◆ **TASK DESCRIPTION**
Down to the last line, output the records below exactly.

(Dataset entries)
============

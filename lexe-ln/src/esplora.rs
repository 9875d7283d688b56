use bitcoin::blockdata::transaction::Transaction;
use common::task::LxTask;
use esplora_client::AsyncClient;
use lightning::chain::chaininterface::BroadcasterInterface;
use tracing::{debug, error};

pub struct LexeEsplora(AsyncClient);

impl LexeEsplora {
    pub fn new(inner: AsyncClient) -> Self {
        Self(inner)
    }
}

impl BroadcasterInterface for LexeEsplora {
    fn broadcast_transaction(&self, tx: &Transaction) {
        let esplora_client = self.0.clone();
        let tx = tx.clone();
        let txid = tx.txid();
        let _ = LxTask::spawn(async move {
            match esplora_client.broadcast(&tx).await {
                Ok(_) => debug!("Successfully broadcasted tx {txid}"),
                Err(e) => error!("Could not broadcast tx {txid}: {e:#}"),
            };
        });
    }
}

============

◆ **OUTPUT**
filename lexe-ln/src/esplora.rs
repository 9875d7283d688b56
use bitcoin::blockdata::transaction::Transaction;
use common::task::LxTask;
use esplora_client::AsyncClient;
use lightning::chain::chaininterface::BroadcasterInterface;
use tracing::{debug, error};

pub struct LexeEsplora(AsyncClient);

impl LexeEsplora {
    pub fn new(inner: AsyncClient) -> Self {
        Self(inner)
    }
}

impl BroadcasterInterface for LexeEsplora {
    fn broadcast_transaction(&self, tx: &Transaction) {
        let esplora_client = self.0.clone();
        let tx = tx.clone();
        let txid = tx.txid();
        let _ = LxTask::spawn(async move {
            match esplora_client.broadcast(&tx).await {
                Ok(_) => debug!("Successfully broadcasted tx {txid}"),
                Err(e) => error!("Could not broadcast tx {txid}: {e:#}"),
            };
        });
    }
}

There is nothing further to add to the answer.